«Невинная» техносфера, творение мужчин-киберскульпторов 1960-х годов, к 1990-м оказалась стараниями художниц-феминисток категорически неудовлетворительной и требующей критического внимания. Одновременно феминистки пытались выяснить, чей «интеллект» должен моделировать ИИ. Для Линн Хершман Лисон, которая творчески откликнулась на технический «триумф» клонирования овечки Долли, было крайне важно провести связь между производством мяса и «машинами из плоти». Она изготавливала «куколок» как клонов, задавая критический контекст, в котором современная индивидуация становилась частью идеологизированной, репликативной и пластичной сферы.
Далеко не все «технофеминистки» 1990-х и 2000-х годов были заядлыми «кибернетистками», но их работы тем не менее заметно усложняли доминирующие механические и кинетические свойства предыдущих техносред, разрабатывавшихся художниками-мужчинами. Например, андрогинный телекиборг Джудит Барри («Воображение, мертвый образ», 1991) был лишен движущихся частей: он/она состоял из сигналов, мерцающих проекций на плоских поверхностях. Своей инсталляцией Барри напоминала об отчуждающих эффектах технологий конца XX столетия. Изображение андрогинной головы заполняет огромный куб, составленный из квадратных телеэкранов площадью по десять квадратных футов, а сами экраны смонтированы на зеркальной «подложке» шириной десять футов. Разнообразные тягучие, малоприятные на вид жидкости (желтые, красновато-оранжевые и коричневые), сыпучие материалы (опилки? мука?) и даже насекомые – все стекает и сползает по этой голове, чье стоическое спокойствие великолепно виртуализируется на телеэкранах. Эта инсталляция, благодаря своей крупномасштабной, кубической, «платонической» форме, выглядит одновременно искусственной и запертой в теле, отрицая наличие отдельного «разума», поскольку о разуме вообще речи не идет.
Художники нового тысячелетия унаследовали эту критическую позицию и используют в своем творчестве современные парадигмы ИИ, в рамках которых состоялся переход от частного моделирования к притязаниям на общий интеллект. В работе 1955 года, которая считается первым употреблением в печати фразы «искусственный интеллект», исследователь Джон Маккарти и его коллеги Марвин Минский, Натаниэл Рочестер и Клод Шеннон предположили, что «каждый аспект обучения или любой другой признак интеллекта принципиально может быть описан настолько точно, что возможно создать машину, способную его имитировать». Эта скромная теоретическая цель подверглась, так сказать, инфляции за минувшие шестьдесят четыре года, и теперь компания «Гугл» в проекте DeepMind говорит о необходимости «познать разум». В общем, ломайте код! К сожалению, мы видим не ломку кода, а мелкий капитализм, общественный договор и возведение строительных лесов толерантности. Отнимая работу у водителей такси и грузовиков, автоматизируя маркетинг, гегемонизируя развлечения, приватизируя коммунальные услуги и обезличивая здравоохранение, ИИ превращается в тот самый кнут, который, как опасался Винер, нас заставляют полюбить.

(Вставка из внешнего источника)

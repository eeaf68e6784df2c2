//! Check-in request, decision, and response types.

use chrono::{DateTime, Utc};
use serde::{Deserialize, Serialize};

use crate::event::EventId;
use crate::token::TokenError;

/// A logical check-in request.
///
/// `user_id` comes from the caller's authenticated session, never from the
/// QR payload — tokens carry no identity.
#[derive(Debug, Clone, PartialEq, Serialize, Deserialize)]
#[serde(rename_all = "camelCase")]
pub struct CheckInRequest {
    /// The event the caller claims to attend.
    pub event_id: EventId,
    /// The attendee, from the session.
    pub user_id: String,
    /// The raw scanned QR payload (bare JSON or URI-wrapped).
    pub token_payload: String,
    /// Reporter latitude, degrees.
    pub latitude: f64,
    /// Reporter longitude, degrees.
    pub longitude: f64,
    /// When the coordinates were sampled on the device, if known.
    /// Diagnostic only; the decision clock is the server-side `now`.
    #[serde(default)]
    pub reported_at: Option<DateTime<Utc>>,
}

/// Why a check-in attempt was rejected.
///
/// Every variant is terminal and reported exactly once; none is an
/// exception used for control flow.
#[derive(Debug, Clone, PartialEq)]
pub enum Rejection {
    /// QR content cannot be parsed.
    MalformedPayload,
    /// QR content lacks a required field.
    MissingField {
        /// The absent wire field.
        field: &'static str,
    },
    /// Security level string is not a recognized tier (fail closed).
    UnknownSecurityLevel {
        /// The unrecognized level string.
        level: String,
    },
    /// Token age exceeds its TTL.
    Expired,
    /// Token claims an issuance instant in the future.
    FutureIssued,
    /// Token belongs to a different event.
    WrongEvent,
    /// Token tier does not match the event's configured tier.
    SecurityLevelMismatch,
    /// Token integrity check failed.
    ForgedToken,
    /// No event with the requested id exists.
    EventNotFound,
    /// The event has not started or has already ended.
    EventNotActive,
    /// Reporter is outside the geofence.
    ProximityViolation {
        /// Measured distance from the venue center, meters.
        distance_meters: f64,
        /// Effective geofence radius, meters.
        radius_meters: f64,
    },
    /// A record for this `(event, user)` pair already exists. Benign and
    /// idempotent from the attendee's perspective.
    DuplicateCheckIn,
}

impl Rejection {
    /// Stable snake_case reason code for the wire response.
    #[must_use]
    pub const fn reason(&self) -> &'static str {
        match self {
            Self::MalformedPayload => "malformed_payload",
            Self::MissingField { .. } => "missing_field",
            Self::UnknownSecurityLevel { .. } => "unknown_security_level",
            Self::Expired => "expired",
            Self::FutureIssued => "future_issued",
            Self::WrongEvent => "wrong_event",
            Self::SecurityLevelMismatch => "security_level_mismatch",
            Self::ForgedToken => "forged_token",
            Self::EventNotFound => "event_not_found",
            Self::EventNotActive => "event_not_active",
            Self::ProximityViolation { .. } => "proximity_violation",
            Self::DuplicateCheckIn => "duplicate_check_in",
        }
    }

    /// Whether the attendee can plausibly fix this themselves and try
    /// again (rescan, move closer). Configuration and binding failures are
    /// not attendee-fixable.
    #[must_use]
    pub const fn is_retryable(&self) -> bool {
        matches!(
            self,
            Self::MalformedPayload
                | Self::MissingField { .. }
                | Self::Expired
                | Self::FutureIssued
                | Self::ProximityViolation { .. }
        )
    }

    /// Attendee-facing message for this rejection.
    ///
    /// Configuration failures (`UnknownSecurityLevel`,
    /// `SecurityLevelMismatch`, `ForgedToken`) deliberately stay vague for
    /// attendees; the precise cause is in the logs for operators.
    #[must_use]
    pub fn user_message(&self) -> String {
        match self {
            Self::MalformedPayload | Self::MissingField { .. } => {
                "Invalid or damaged QR code.".to_string()
            }
            Self::Expired | Self::FutureIssued => {
                "QR code expired, please refresh and rescan.".to_string()
            }
            Self::WrongEvent => "This code is for a different event.".to_string(),
            Self::UnknownSecurityLevel { .. }
            | Self::SecurityLevelMismatch
            | Self::ForgedToken => "This code could not be verified.".to_string(),
            Self::EventNotFound => "Event not found.".to_string(),
            Self::EventNotActive => "Event has not started or has ended.".to_string(),
            Self::ProximityViolation {
                distance_meters,
                radius_meters,
            } => {
                let shortfall = (distance_meters - radius_meters).ceil();
                format!("Move {shortfall:.0} m closer to the venue to check in.")
            }
            Self::DuplicateCheckIn => "You are already checked in.".to_string(),
        }
    }
}

impl From<TokenError> for Rejection {
    fn from(err: TokenError) -> Self {
        match err {
            TokenError::MalformedPayload(_) => Self::MalformedPayload,
            TokenError::MissingField(field) => Self::MissingField { field },
            TokenError::UnknownSecurityLevel(level) => Self::UnknownSecurityLevel { level },
            TokenError::Expired { .. } => Self::Expired,
            TokenError::FutureIssued { .. } => Self::FutureIssued,
            TokenError::WrongEvent { .. } => Self::WrongEvent,
            TokenError::SecurityLevelMismatch { .. } => Self::SecurityLevelMismatch,
            TokenError::Forged => Self::ForgedToken,
        }
    }
}

/// The single authoritative outcome of a check-in attempt.
#[derive(Debug, Clone, PartialEq)]
pub enum CheckInDecision {
    /// Both gates passed; exactly one attendance record was committed.
    CheckedIn {
        /// Measured distance from the venue center, meters.
        distance_meters: f64,
    },
    /// One gate failed; nothing was committed (except for
    /// [`Rejection::DuplicateCheckIn`], where the original record stands).
    Rejected(Rejection),
}

impl CheckInDecision {
    /// Converts the decision into the wire response shape.
    #[must_use]
    pub fn to_response(&self) -> CheckInResponse {
        match self {
            Self::CheckedIn { distance_meters } => CheckInResponse::CheckedIn {
                distance_meters: *distance_meters,
            },
            Self::Rejected(rejection) => CheckInResponse::Rejected {
                reason: rejection.reason().to_string(),
            },
        }
    }
}

/// Wire shape of a check-in response.
#[derive(Debug, Clone, PartialEq, Serialize, Deserialize)]
#[serde(tag = "status", rename_all = "snake_case")]
pub enum CheckInResponse {
    /// `{"status":"checked_in","distanceMeters":…}`
    CheckedIn {
        /// Measured distance from the venue center, meters.
        #[serde(rename = "distanceMeters")]
        distance_meters: f64,
    },
    /// `{"status":"rejected","reason":"…"}`
    Rejected {
        /// Stable snake_case reason code.
        reason: String,
    },
}
//! Error types for geographic computations.

use thiserror::Error;

/// Errors that can occur while constructing or combining geographic values.
#[derive(Error, Debug, Clone, PartialEq)]
pub enum GeoError {
    /// Latitude or longitude outside the valid degree ranges, or not finite.
    #[error("invalid coordinates: latitude {latitude}, longitude {longitude}")]
    InvalidCoordinates {
        /// The rejected latitude value.
        latitude: f64,
        /// The rejected longitude value.
        longitude: f64,
    },

    /// Base check-in radius must be a positive, finite number of meters.
    #[error("invalid base radius: {0} m")]
    InvalidBaseRadius(f64),

    /// Venue capacity must be at least one attendee.
    #[error("invalid capacity: {0}")]
    InvalidCapacity(u32),
}

/// Result type alias for geographic operations.
pub type Result<T> = std::result::Result<T, GeoError>;
//! Error types for attendance storage and event lookup.

use thiserror::Error;

/// Errors surfaced by the attendance store and event directory.
///
/// All variants are transient infrastructure failures from the caller's
/// point of view: safe to retry, never silently swallowed, and never used
/// to express a protocol decision.
#[derive(Error, Debug)]
pub enum StoreError {
    /// The backing store cannot currently be reached (lock poisoned,
    /// connection refused, timeout in the implementation's own policy).
    #[error("store unavailable: {0}")]
    Unavailable(String),

    /// Database error from `SQLite`.
    #[error("database error: {0}")]
    Database(#[from] rusqlite::Error),
}

/// Result type alias for store operations.
pub type Result<T> = std::result::Result<T, StoreError>;
//! Hard-failure channel for check-in attempts.

use thiserror::Error;

use crate::geo::GeoError;
use crate::store::StoreError;

/// Infrastructure and input failures that are NOT protocol decisions.
///
/// A [`CheckInError`] means the attempt could not be adjudicated at all:
/// the caller may retry a `Store` failure; a `Coordinates` failure needs a
/// corrected request. Protocol outcomes (expired token, out of range, …)
/// travel as [`CheckInDecision`](super::CheckInDecision) values instead.
#[derive(Error, Debug)]
pub enum CheckInError {
    /// The event directory or attendance store cannot be reached.
    /// Transient; safe to retry.
    #[error(transparent)]
    Store(#[from] StoreError),

    /// The reporter coordinates are not valid degrees.
    #[error(transparent)]
    Coordinates(#[from] GeoError),
}

/// Result type alias for check-in operations.
pub type Result<T> = std::result::Result<T, CheckInError>;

Художники не могут спасти общество. Зато они могут напомнить нам о творческом потенциале непройденных путей, о развилках, обнаруженных около 1970 года, до того, как «информация» стала капиталом, а «интеллект» приравняли к сбору данных. Наглядным свидетельством того, что можно устроить с помощью современных инструментов для нового изучения ранее отвергнутых возможностей, является так называемый «светлячок» французского художника Филиппа Паррено (прозвище используют вместо фактического названия произведения: «Ритмическое побуждение к путешествию за пределы нынешних сил жизни», 2014). Скульптурная инсталляция, которую сам художник описывает как «автомат», представляет собой комбинацию мерцающих черно-белых изображений светлячков и полосы бинарных черно-зеленых колеблющихся фигур. Все изображения анимируются с использованием алгоритмов из работы Джона Хортона Конвея «Игры жизни» (1970), посвященной «клеточным автоматам».